The approach proposed in SPA1 is based on the stoichiometric approach within the wider part of the operating range of the engine, thus ensuring the best efficiency in terms of pollutant reduction; the downsizing + turbocharging scheme will provide the expected increase both of the power density and of the low-end torque characteristic. The integration of the electronic control of the air at the intake is the incoming technology allowing a sensitive reduction of the pumping loss in throttled engines and the opportunity to have specific distribution laws within the same camshaft geometry.
This innovative approach will provide a strong competitiveness to CNG within the other alternative fuel pathways and will constitute an important step to the validation for the incoming industrial production.
During the project duration, very important outcomes will follow the development of the engine/vehicle subcomponent: from the emission point of view the study / development of a dedicated catalyst will provide answers to the basic concern of methane fast light off, with an outcome that could be applied to a wider family of engine configuration.

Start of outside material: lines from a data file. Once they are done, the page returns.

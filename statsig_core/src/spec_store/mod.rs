//! A thread-safe in-memory owner of the active ruleset and ID lists. [`SpecStore`] loads the
//! ruleset at startup (data store, bootstrap values or network) and keeps it fresh with background
//! sync tasks.
//!
//! Readers always receive a *snapshot*: an `Arc` to an immutable structure that is not affected by
//! further writes. Updates build new structures and swap them in.
use std::{
    collections::HashMap,
    sync::{Arc, Mutex, RwLock, Weak},
    time::Duration,
};

use serde_json::json;

use crate::{
    data_store::{DataStore, RULESETS_KEY},
    eval::EvaluationReason,
    id_list::IdList,
    network::{Network, RequestOptions},
    spec::{DownloadConfigSpecsResponse, SpecSnapshot},
    Error, Result, StatsigMetadata,
};

mod id_lists;
mod poller;

pub use poller::PollerConfig;

use poller::BackgroundSync;

/// Configuration for [`SpecStore`].
// Not implementing `Copy` as bootstrap values are not copyable.
#[derive(Debug, Clone)]
pub struct SpecStoreConfig {
    /// Ruleset polling. A zero interval disables it.
    pub rulesets_sync: PollerConfig,
    /// ID-list polling. A zero interval disables it.
    pub id_lists_sync: PollerConfig,
    /// Upper bound on the initial network fetch. `None` waits for the network.
    ///
    /// On timeout the store keeps whatever it has (possibly nothing) instead of failing.
    pub init_timeout: Option<Duration>,
    /// Never talk to the network. The store serves bootstrap values (if any).
    pub local_mode: bool,
    /// A `download_config_specs` response to start with.
    pub bootstrap_values: Option<String>,
    pub request_options: RequestOptions,
}

impl SpecStoreConfig {
    /// Default value for [`SpecStoreConfig::rulesets_sync`] interval.
    pub const DEFAULT_RULESETS_SYNC_INTERVAL: Duration = Duration::from_secs(10);
    /// Default value for [`SpecStoreConfig::id_lists_sync`] interval.
    pub const DEFAULT_ID_LISTS_SYNC_INTERVAL: Duration = Duration::from_secs(60);

    pub fn new() -> SpecStoreConfig {
        SpecStoreConfig::default()
    }
}

impl Default for SpecStoreConfig {
    fn default() -> SpecStoreConfig {
        SpecStoreConfig {
            rulesets_sync: PollerConfig::new()
                .with_interval(SpecStoreConfig::DEFAULT_RULESETS_SYNC_INTERVAL),
            id_lists_sync: PollerConfig::new()
                .with_interval(SpecStoreConfig::DEFAULT_ID_LISTS_SYNC_INTERVAL),
            init_timeout: None,
            local_mode: false,
            bootstrap_values: None,
            request_options: RequestOptions::default().with_retries(1),
        }
    }
}

pub struct SpecStore {
    config: SpecStoreConfig,
    network: Arc<dyn Network>,
    data_store: Option<Arc<dyn DataStore>>,
    metadata: StatsigMetadata,

    snapshot: RwLock<Arc<SpecSnapshot>>,
    id_lists: RwLock<Arc<HashMap<String, Arc<IdList>>>>,
    /// Serializes ID-list sync cycles, so only one cycle mutates lists at a time.
    id_lists_sync: tokio::sync::Mutex<()>,

    background: Mutex<Option<BackgroundSync>>,
}

impl SpecStore {
    pub fn new(
        config: SpecStoreConfig,
        network: Arc<dyn Network>,
        data_store: Option<Arc<dyn DataStore>>,
        metadata: StatsigMetadata,
    ) -> SpecStore {
        SpecStore {
            config,
            network,
            data_store,
            metadata,
            snapshot: RwLock::new(Arc::new(SpecSnapshot::uninitialized())),
            id_lists: RwLock::new(Arc::new(HashMap::new())),
            id_lists_sync: tokio::sync::Mutex::new(()),
            background: Mutex::new(None),
        }
    }

    /// Get the currently active ruleset.
    pub fn snapshot(&self) -> Arc<SpecSnapshot> {
        // read() only fails if the lock is poisoned (writer panicked while holding the lock),
        // which should never happen.
        self.snapshot
            .read()
            .expect("thread holding snapshot lock should not panic")
            .clone()
    }

    /// Get the currently active ID lists.
    pub fn id_lists(&self) -> Arc<HashMap<String, Arc<IdList>>> {
        self.id_lists
            .read()
            .expect("thread holding id lists lock should not panic")
            .clone()
    }

    /// Replace the active ruleset.
    pub fn set_snapshot(&self, snapshot: Arc<SpecSnapshot>) {
        let mut slot = self
            .snapshot
            .write()
            .expect("thread holding snapshot lock should not panic");
        *slot = snapshot;
    }

    fn set_id_lists(&self, id_lists: HashMap<String, Arc<IdList>>) {
        let mut slot = self
            .id_lists
            .write()
            .expect("thread holding id lists lock should not panic");
        *slot = Arc::new(id_lists);
    }

    /// Load the first ruleset and start background sync.
    ///
    /// Sources are tried in order: data store, bootstrap values, network. Transient failures
    /// leave the store uninitialized but are not returned.
    ///
    /// # Errors
    ///
    /// - [`Error::Unauthorized`] if the server rejected the secret key.
    /// - [`Error::InvalidBaseUrl`] if the API URL is not valid.
    pub async fn initialize(self: &Arc<Self>) -> Result<()> {
        let mut loaded = false;

        if let Some(data_store) = &self.data_store {
            if let Err(err) = data_store.init().await {
                log::warn!(target: "statsig", "failed to initialize data store: {err}");
            }
            match self.sync_from_data_store().await {
                Ok(updated) => loaded = updated,
                Err(err) => log::warn!(target: "statsig", "failed to load ruleset from data store: {err}"),
            }
        }

        if !loaded {
            if let Some(bootstrap) = &self.config.bootstrap_values {
                match self.apply_json(bootstrap, EvaluationReason::Bootstrap) {
                    Ok(updated) => loaded = updated,
                    Err(err) => log::warn!(target: "statsig", "failed to parse bootstrap values: {err}"),
                }
            }
        }

        if self.config.local_mode {
            log::debug!(target: "statsig", loaded; "local mode, skipping network");
            return Ok(());
        }

        let initial_load = async {
            if !loaded {
                match self.sync_from_network().await {
                    Ok(_) => {}
                    Err(err @ (Error::Unauthorized | Error::InvalidBaseUrl(_))) => return Err(err),
                    Err(err) => {
                        log::warn!(target: "statsig", "initial ruleset fetch failed, serving defaults: {err}")
                    }
                }
            }
            if let Err(err) = self.sync_id_lists().await {
                log::warn!(target: "statsig", "initial id list sync failed: {err}");
            }
            Ok(())
        };
        match self.config.init_timeout {
            Some(timeout) => match tokio::time::timeout(timeout, initial_load).await {
                Ok(result) => result?,
                Err(elapsed) => {
                    let err = Error::from(elapsed);
                    log::warn!(target: "statsig", "initial load after {timeout:?} failed, serving what is loaded: {err}")
                }
            },
            None => initial_load.await?,
        }

        self.start_background_sync();
        Ok(())
    }

    /// One ruleset sync cycle: from the data store if it publishes updates, otherwise from the
    /// network. Returns `true` if a new ruleset was published.
    pub async fn sync_rulesets(&self) -> Result<bool> {
        match &self.data_store {
            Some(data_store) if data_store.supports_polling_updates(RULESETS_KEY) => {
                self.sync_from_data_store().await
            }
            _ => self.sync_from_network().await,
        }
    }

    async fn sync_from_network(&self) -> Result<bool> {
        let since_time = self.snapshot().last_sync_time;
        log::debug!(target: "statsig", since_time; "fetching rulesets");

        let body = json!({
            "sinceTime": since_time,
            "statsigMetadata": self.metadata,
        });
        let response = self
            .network
            .post("download_config_specs", body, self.config.request_options)
            .await?;
        if response.is_null() {
            return Ok(false);
        }

        let raw = response.to_string();
        let updated = self.apply_response(
            serde_json::from_value(response)?,
            EvaluationReason::Network,
        );

        if updated {
            if let Some(data_store) = &self.data_store {
                if let Err(err) = data_store.set(RULESETS_KEY, &raw).await {
                    log::warn!(target: "statsig", "failed to write ruleset to data store: {err}");
                }
            }
        }
        Ok(updated)
    }

    async fn sync_from_data_store(&self) -> Result<bool> {
        let Some(data_store) = &self.data_store else {
            return Ok(false);
        };
        match data_store.get(RULESETS_KEY).await? {
            Some(raw) => self.apply_json(&raw, EvaluationReason::DataAdapter),
            None => Ok(false),
        }
    }

    fn apply_json(&self, raw: &str, source: EvaluationReason) -> Result<bool> {
        let response = serde_json::from_str(raw)?;
        Ok(self.apply_response(response, source))
    }

    /// Publish `response` unless it carries no updates or is older than the active ruleset.
    fn apply_response(&self, response: DownloadConfigSpecsResponse, source: EvaluationReason) -> bool {
        if !response.has_updates {
            log::debug!(target: "statsig", "no ruleset updates");
            return false;
        }

        let current = self.snapshot();
        if current.is_initialized() && response.time < current.last_sync_time {
            log::debug!(target: "statsig",
                time = response.time,
                current = current.last_sync_time;
                "ignoring ruleset older than the active one");
            return false;
        }

        let snapshot = SpecSnapshot::from_response(response, source);
        log::debug!(target: "statsig",
            source = source.as_str(),
            time = snapshot.last_sync_time,
            gates = snapshot.gates.len(),
            configs = snapshot.configs.len();
            "publishing ruleset");
        self.set_snapshot(Arc::new(snapshot));
        true
    }

    fn start_background_sync(self: &Arc<Self>) {
        let mut background = self
            .background
            .lock()
            .expect("thread holding background lock should not panic");
        if background.is_some() {
            return;
        }

        let mut sync = BackgroundSync::new();

        let store = Arc::downgrade(self);
        sync.spawn("rulesets", self.config.rulesets_sync.clone(), move || {
            let store: Weak<SpecStore> = store.clone();
            async move {
                let Some(store) = store.upgrade() else {
                    return false;
                };
                if let Err(err) = store.sync_rulesets().await {
                    log::warn!(target: "statsig", "ruleset sync failed: {err}");
                }
                true
            }
        });

        let store = Arc::downgrade(self);
        sync.spawn("id_lists", self.config.id_lists_sync.clone(), move || {
            let store: Weak<SpecStore> = store.clone();
            async move {
                let Some(store) = store.upgrade() else {
                    return false;
                };
                if let Err(err) = store.sync_id_lists().await {
                    log::warn!(target: "statsig", "id list sync failed: {err}");
                }
                true
            }
        });

        *background = Some(sync);
    }

    /// Stop background sync and wait for the tasks to exit.
    pub async fn shutdown(&self) {
        let background = self
            .background
            .lock()
            .expect("thread holding background lock should not panic")
            .take();
        if let Some(background) = background {
            background.shutdown().await;
        }
        if let Some(data_store) = &self.data_store {
            if let Err(err) = data_store.shutdown().await {
                log::warn!(target: "statsig", "failed to shut down data store: {err}");
            }
        }
    }
}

Concerning the engine control system, the development and the integration of innovative SW strategies devoted to face the use of different kind of NG composition and also the opening towards the NG/H2 blends are an important step when considering that in the EU scenario different sources of NG will be distributed (from biogas to SNG ィC Synthetic Natural Gas issue from biomass), as well as NG/H2 blends will constitue an important technological bridge to the introducion of pure hydrogen in the transportation sector.
SPA2 Expected impact/ exploitation
For CNG powered vehicles, the European Commission plans a 2% market share in 2010, 5% in 2015 and 10% for 2020, leading to a strong CO2 reduction effect (at least 20% per vehicle when compared to a gasoline powered vehicle).

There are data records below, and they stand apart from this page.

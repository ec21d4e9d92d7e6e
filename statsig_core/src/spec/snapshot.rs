use std::collections::HashMap;

use chrono::{DateTime, Utc};

use crate::eval::EvaluationReason;

use super::{ConfigSpec, DownloadConfigSpecsResponse, TryParse};

/// Immutable, compiled ruleset. A snapshot is never mutated after it is published to the spec
/// store; updates build a new one and swap it in.
#[derive(Debug)]
pub struct SpecSnapshot {
    pub gates: HashMap<String, ConfigSpec>,
    pub configs: HashMap<String, ConfigSpec>,
    pub layers: HashMap<String, ConfigSpec>,
    /// Experiment name to the layer it is allocated in.
    pub experiment_to_layer: HashMap<String, String>,
    /// `time` of the ruleset, used as `sinceTime` for the next sync.
    pub last_sync_time: i64,
    /// Where this ruleset came from.
    pub source: EvaluationReason,
    /// When the SDK built this snapshot.
    pub fetched_at: DateTime<Utc>,
}

impl SpecSnapshot {
    /// Snapshot served before any ruleset was loaded.
    pub fn uninitialized() -> SpecSnapshot {
        SpecSnapshot {
            gates: HashMap::new(),
            configs: HashMap::new(),
            layers: HashMap::new(),
            experiment_to_layer: HashMap::new(),
            last_sync_time: 0,
            source: EvaluationReason::Uninitialized,
            fetched_at: Utc::now(),
        }
    }

    /// Compile a server response. Entries that failed to parse are logged and dropped; the rest
    /// of the ruleset is still served.
    pub fn from_response(
        response: DownloadConfigSpecsResponse,
        source: EvaluationReason,
    ) -> SpecSnapshot {
        let experiment_to_layer = response
            .layers
            .iter()
            .flat_map(|(layer, experiments)| {
                experiments
                    .iter()
                    .map(move |experiment| (experiment.clone(), layer.clone()))
            })
            .collect();

        SpecSnapshot {
            gates: compile_specs("feature_gates", response.feature_gates),
            configs: compile_specs("dynamic_configs", response.dynamic_configs),
            layers: compile_specs("layer_configs", response.layer_configs),
            experiment_to_layer,
            last_sync_time: response.time,
            source,
            fetched_at: Utc::now(),
        }
    }

    pub fn is_initialized(&self) -> bool {
        self.source != EvaluationReason::Uninitialized
    }
}

fn compile_specs(section: &str, specs: Vec<TryParse<ConfigSpec>>) -> HashMap<String, ConfigSpec> {
    specs
        .into_iter()
        .filter_map(|spec| match spec {
            TryParse::Parsed(spec) => Some((spec.name.clone(), spec)),
            TryParse::ParseFailed(json) => {
                let name = json.get("name").and_then(|n| n.as_str()).unwrap_or("<unknown>");
                log::warn!(target: "statsig", section, name; "failed to parse spec, dropping it");
                None
            }
        })
        .collect()
}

Mercedes Car Group has just started with CNG vehicles: The E200 NGT, the first full-sized CNG vehicle is on the market, and in 2008 a CNG powered version of B class will follow. When targeting, however, 10% of the passenger car fleet for about 2020, a strong increase in sales of CNG powered vehicles has to be strived for. In order to reach these targets, CNG propulsion has to get more attractive even for premium vehicles, to be achieved by a growing density of CNG fuel stations all over Europe as well as an increased drive range (> 300km) which in turn can mainly be affected by an optimized fuel economy.

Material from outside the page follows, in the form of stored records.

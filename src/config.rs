use std::{sync::Arc, time::Duration};

use statsig_core::{
    data_store::DataStore,
    eval::{FieldResolvers, IpCountryLookup, UserAgentParser},
    events::EventLoggerConfig,
    network::{Network, DEFAULT_API_URL},
    spec_store::SpecStoreConfig,
};

/// Options for [`Statsig`](crate::Statsig).
///
/// # Examples
/// ```
/// # use std::time::Duration;
/// # use statsig::StatsigOptions;
/// let options = StatsigOptions::new()
///     .environment_tier("staging")
///     .init_timeout(Duration::from_secs(3));
/// ```
#[derive(Clone)]
pub struct StatsigOptions {
    pub(crate) api_url: String,
    pub(crate) local_mode: bool,
    pub(crate) rulesets_sync_interval: Duration,
    pub(crate) id_lists_sync_interval: Duration,
    pub(crate) logger_max_queue_length: usize,
    pub(crate) logger_flush_interval: Duration,
    pub(crate) init_timeout: Option<Duration>,
    pub(crate) environment_tier: Option<String>,
    pub(crate) bootstrap_values: Option<String>,
    pub(crate) data_store: Option<Arc<dyn DataStore>>,
    pub(crate) network: Option<Arc<dyn Network>>,
    pub(crate) resolvers: FieldResolvers,
}

impl StatsigOptions {
    /// Default base URL for API calls.
    pub const DEFAULT_API_URL: &'static str = DEFAULT_API_URL;

    /// Create options with default settings.
    pub fn new() -> StatsigOptions {
        StatsigOptions::default()
    }

    /// Override base URL for API calls. Clients should use the default setting in most cases.
    pub fn api_url(mut self, api_url: impl Into<String>) -> StatsigOptions {
        self.api_url = api_url.into();
        self
    }

    /// Never talk to the network. Gates evaluate against bootstrap values and overrides only, and
    /// events are discarded.
    pub fn local_mode(mut self, local_mode: bool) -> StatsigOptions {
        self.local_mode = local_mode;
        self
    }

    /// Interval of ruleset polling. Zero disables it.
    pub fn rulesets_sync_interval(mut self, interval: Duration) -> StatsigOptions {
        self.rulesets_sync_interval = interval;
        self
    }

    /// Interval of ID-list polling. Zero disables it.
    pub fn id_lists_sync_interval(mut self, interval: Duration) -> StatsigOptions {
        self.id_lists_sync_interval = interval;
        self
    }

    pub fn logger_max_queue_length(mut self, max_queue_length: usize) -> StatsigOptions {
        self.logger_max_queue_length = max_queue_length;
        self
    }

    pub fn logger_flush_interval(mut self, interval: Duration) -> StatsigOptions {
        self.logger_flush_interval = interval;
        self
    }

    /// Bound the wait for the first ruleset during [`Statsig::initialize`](crate::Statsig::initialize).
    pub fn init_timeout(mut self, timeout: Duration) -> StatsigOptions {
        self.init_timeout = Some(timeout);
        self
    }

    /// Environment tier (`production`, `staging`, `development`...) applied to users that do not
    /// set an environment themselves.
    pub fn environment_tier(mut self, tier: impl Into<String>) -> StatsigOptions {
        self.environment_tier = Some(tier.into());
        self
    }

    /// A `download_config_specs` response to serve until the first network sync.
    pub fn bootstrap_values(mut self, json: impl Into<String>) -> StatsigOptions {
        self.bootstrap_values = Some(json.into());
        self
    }

    pub fn data_store(mut self, data_store: Arc<dyn DataStore>) -> StatsigOptions {
        self.data_store = Some(data_store);
        self
    }

    /// Replace the HTTP transport.
    pub fn network(mut self, network: Arc<dyn Network>) -> StatsigOptions {
        self.network = Some(network);
        self
    }

    pub fn ip_country_lookup(mut self, lookup: impl IpCountryLookup + 'static) -> StatsigOptions {
        self.resolvers.ip_country = Some(Arc::new(lookup));
        self
    }

    pub fn user_agent_parser(mut self, parser: impl UserAgentParser + 'static) -> StatsigOptions {
        self.resolvers.user_agent = Some(Arc::new(parser));
        self
    }

    pub(crate) fn spec_store_config(&self) -> SpecStoreConfig {
        let defaults = SpecStoreConfig::default();
        SpecStoreConfig {
            rulesets_sync: defaults
                .rulesets_sync
                .with_interval(self.rulesets_sync_interval),
            id_lists_sync: defaults
                .id_lists_sync
                .with_interval(self.id_lists_sync_interval),
            init_timeout: self.init_timeout,
            local_mode: self.local_mode,
            bootstrap_values: self.bootstrap_values.clone(),
            ..defaults
        }
    }

    pub(crate) fn event_logger_config(&self) -> EventLoggerConfig {
        EventLoggerConfig {
            max_queue_length: self.logger_max_queue_length,
            flush_interval: self.logger_flush_interval,
            local_mode: self.local_mode,
            ..EventLoggerConfig::default()
        }
    }
}

impl Default for StatsigOptions {
    fn default() -> StatsigOptions {
        StatsigOptions {
            api_url: StatsigOptions::DEFAULT_API_URL.to_owned(),
            local_mode: false,
            rulesets_sync_interval: SpecStoreConfig::DEFAULT_RULESETS_SYNC_INTERVAL,
            id_lists_sync_interval: SpecStoreConfig::DEFAULT_ID_LISTS_SYNC_INTERVAL,
            logger_max_queue_length: EventLoggerConfig::DEFAULT_MAX_QUEUE_LENGTH,
            logger_flush_interval: EventLoggerConfig::DEFAULT_FLUSH_INTERVAL,
            init_timeout: None,
            environment_tier: None,
            bootstrap_values: None,
            data_store: None,
            network: None,
            resolvers: FieldResolvers::default(),
        }
    }
}
//! `statsig_core` is the engine behind the Statsig server SDK for Rust. If you're a Statsig user,
//! you probably want the `statsig` crate, which wires these pieces together.
//!
//! # Overview
//!
//! [`SpecSnapshot`](spec::SpecSnapshot) is the heart of the SDK. It is an immutable structure
//! holding every gate, dynamic config, experiment and layer from one `download_config_specs`
//! response.
//!
//! [`SpecStore`](spec_store::SpecStore) owns the active snapshot and the synced [ID
//! lists](id_list::IdList). It loads the first ruleset (from a [data
//! store](data_store::DataStore), bootstrap values or the network) and keeps it fresh with two
//! background tasks. Whenever the ruleset changes, the snapshot is replaced completely; a reader
//! keeps using the snapshot it got for the whole evaluation.
//!
//! [`eval`] evaluates specs against a [`StatsigUser`]. Results carry the secondary exposures
//! collected along the way but do not log anything. [`Evaluator`](eval::Evaluator) combines the
//! spec store, local overrides and field resolvers so callers do not have to pass them around.
//!
//! [`events`] builds exposure events and delivers them through the batching, deduplicating
//! [`EventLogger`](events::EventLogger).
//!
//! All network traffic goes through the [`Network`](network::Network) trait, implemented over
//! `reqwest` by [`HttpNetwork`](network::HttpNetwork).
//!
//! # Versioning
//!
//! This library follows semver. However, it is considered an internal library, so expect frequent
//! breaking changes and major version bumps.

#![warn(rustdoc::missing_crate_level_docs)]

pub mod data_store;
pub mod eval;
pub mod events;
pub mod id_list;
pub mod network;
pub mod sharder;
pub mod spec;
pub mod spec_store;
#[cfg(any(test, feature = "test-utils"))]
pub mod test_utils;

mod error;
mod sdk_metadata;
mod user;

pub use error::{Error, Result};
pub use sdk_metadata::StatsigMetadata;
pub use user::{DynamicValue, StatsigUser};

Consequently, an optimized fuel economy for CNG vehicles has a double impact on CO2 reduction, a direct one as well an indirect one by an increased attractivity of CNG propulsion concepts.
Expected outcome of subproject A2 are new CNG engine concepts with an improved fuel consumption by more than 15%, to be achieved by monovalent engine design optimized for CNG operation, lean combustion and downsizing / turbocharging enabled by a high-response engine concept using CNG direct injection. Therefore, a strong impact on CO2 emission reduction can be expected from the outcome of subproject A2, as well as a gain of attractivity and market share for Mercedes Car Group on the emerging markets for CNG vehicles.
Direct gas injection strategies and combustion system layout for this new engine concept represent the basis for a low emission mono-fuel vehicle being capable to fulfil future emission legislations at reduced fuel consumption, which leads to a significant contribution to the planned CO2 reduction. Direct injection is the key technology to combine lowest CO2 emissions without performance compromise. The knowledge out of the combustion development is basis for a strengthened market position of an engineering company like AVL and the leading rule of Europe regarding technologies for CO2 reduction.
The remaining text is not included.